As people live increasingly mobile lives, international tax rules have significant implications. Without proper planning, individuals with US-connections risk double taxation and costly tax planning mistakes.
Taxpayers who live, work, or own property in the US need to understand the implications of US tax and financial reporting rules. Even while living outside the US, non-US citizens may be subject to US obligations.
Taxpayers running afoul of such requirements may remedy their situation through existing regularization procedures. Now is a good time to identify risks and take advantage of the voluntary disclosure programs available.
Some common issues to consider:
Residency & Domicile
Unlike in Spain, under US tax law residency and domicile are distinct concepts for various tax types. For example, estate and gift tax domicile is different from income tax residence. Thus, you may be a US resident for income tax, but not US domiciled for estate and gift tax.
Generally, a person is domiciled in the US for estate and gift tax if they are a US citizen or reside in the US and have no present intention of leaving. Such taxpayers are subject to the estate and gift tax on worldwide assets.
For US income tax, an individual qualifies as a “US person”, when living outside the US if they are a:
- US Citizen.
- US Green Card holder.
- Foreign national meeting the Substantial Presence Test.
- Former Legal Premanent Resident not properly expatriated.
Once deemed a US person, a taxpayer is taxed on worldwide income and required to file an annual US income tax return.
Review Foreign Investments and Accounts
The Foreign Bank Account Report (FBAR), similar to the Spanish Modelo 720, is often overlooked because it is filed separately from the tax return. Failure to file an FBAR results in an automatic $10,000 penalty for each offense.
Individuals holding investments in offshore companies may face adverse consequences if they become US residents. Income from the foreign company could be taxed at the highest US rate, even if no income is distributed. Certain tax elections may reduce such exposure.

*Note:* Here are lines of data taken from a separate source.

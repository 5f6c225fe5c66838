//! Virtual page arithmetic
//!
//! Pure helpers that map a caller's `(page, page_size)` onto upstream
//! offsets, batch sizes and per-partition targets.

/// Page size used when the caller sends none or a non-positive one
pub const DEFAULT_PAGE_SIZE: usize = 60;

/// Number of entities returned by top-N listings by default
pub const DEFAULT_TOP_LIMIT: usize = 6;

/// Per-partition over-fetch used in aggregate mode
pub const DEFAULT_BUFFER_FACTOR: f64 = 2.0;

/// A normalized virtual page request
#[derive(Debug, Clone, Copy, PartialEq, Eq)]
pub struct PageRequest {
    /// 1-indexed, never zero
    pub page: usize,
    pub page_size: usize,
}

impl PageRequest {
    /// Clamp the page to at least 1 and fall back to the default page size
    /// when the requested one is missing or non-positive.
    pub fn normalize(page: Option<i64>, page_size: Option<i64>) -> Self {
        let page = page.unwrap_or(1).max(1) as usize;
        let page_size = match page_size {
            Some(size) if size > 0 => size as usize,
            _ => DEFAULT_PAGE_SIZE,
        };
        Self { page, page_size }
    }

    /// Index of the first entity on this page
    pub fn start_index(&self) -> usize {
        (self.page - 1).saturating_mul(self.page_size)
    }

    /// One past the index of the last entity on this page
    pub fn end_index(&self) -> usize {
        self.start_index().saturating_add(self.page_size)
    }
}

/// Normalize a top-N limit; missing or non-positive limits become `fallback`.
pub fn normalize_limit(limit: Option<i64>, fallback: usize) -> usize {
    match limit {
        Some(l) if l > 0 => l as usize,
        _ => fallback,
    }
}

/// Size of the next upstream batch
pub fn batch_size(max_batch: usize, remaining: usize) -> usize {
    max_batch.min(remaining)
}

/// How many entities to collect from each partition in aggregate mode:
/// `clamp(ceil(required * buffer_factor), max_batch, max_batch * 10)`.
pub fn per_partition_target(required: usize, buffer_factor: f64, max_batch: usize) -> usize {
    let buffered = (required as f64 * buffer_factor).ceil();
    let buffered = if buffered.is_finite() && buffered > 0.0 {
        buffered as usize
    } else {
        0
    };
    buffered.clamp(max_batch, max_batch.saturating_mul(10))
}

/// Registry size at which aggregation stops visiting further partitions
pub fn aggregate_threshold(required: usize, max_batch: usize) -> usize {
    required.max(max_batch)
}

/// Entities to collect for a top-N walk limited to `pages` native batches.
///
/// Batches stop as soon as `limit` entities are in hand, so the walk covers
/// `ceil(limit / max_batch)` batches at most, never more than `pages`. A zero
/// `limit` asks for the whole hinted window.
pub fn hinted_target(limit: usize, pages: usize, max_batch: usize) -> usize {
    let window = pages.max(1).saturating_mul(max_batch);
    if limit == 0 || max_batch == 0 {
        return window;
    }
    window.min(limit.div_ceil(max_batch).saturating_mul(max_batch))
}

/// Number of pages needed to show `total` entities, never less than one
pub fn total_pages(total: usize, page_size: usize) -> usize {
    if page_size == 0 {
        return 1;
    }
    total.div_ceil(page_size).max(1)
}

/// Copy out `items[start..start + len]`, clipped to the available range.
pub fn window<T: Clone>(items: &[T], start: usize, len: usize) -> Vec<T> {
    if start >= items.len() {
        return Vec::new();
    }
    let end = start.saturating_add(len).min(items.len());
    items[start..end].to_vec()
}

/// Native pages (1-indexed, inclusive) covering `[offset, offset + limit)` on
/// a backend with a fixed page size. `None` when nothing is requested.
pub fn native_page_span(offset: usize, limit: usize, native_size: usize) -> Option<(usize, usize)> {
    if limit == 0 || native_size == 0 {
        return None;
    }
    let first = offset / native_size + 1;
    let last = (offset + limit).div_ceil(native_size);
    Some((first, last))
}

Accelerate or Defer Income Recognition
Individuals moving from a jurisdiction with lower tax rates than the US should consider recognizing income prior to establishing residency. However, if moving from a jurisdiction with higher tax rates, deferral of income may be advisable.
Estate Planning & Gifting
US domiciliaries are taxed on their worldwide assets at the time of death in the same way as US citizens. Effective in 2019, an estate tax return is required for any estate with combined gross assets and prior taxable gifts exceeding $11,400,000 (up from $11,180,000 in 2018).
Individuals with large estates who are entering the US for an indefinite period of time should consider gifting assets before establishing domicile to reduce their total estate below the $11,400,000 exclusion.
For individuals who are not US persons but have assets located in the US, estate tax applies only to US-sitused assets with a mere $60,000 exemption available.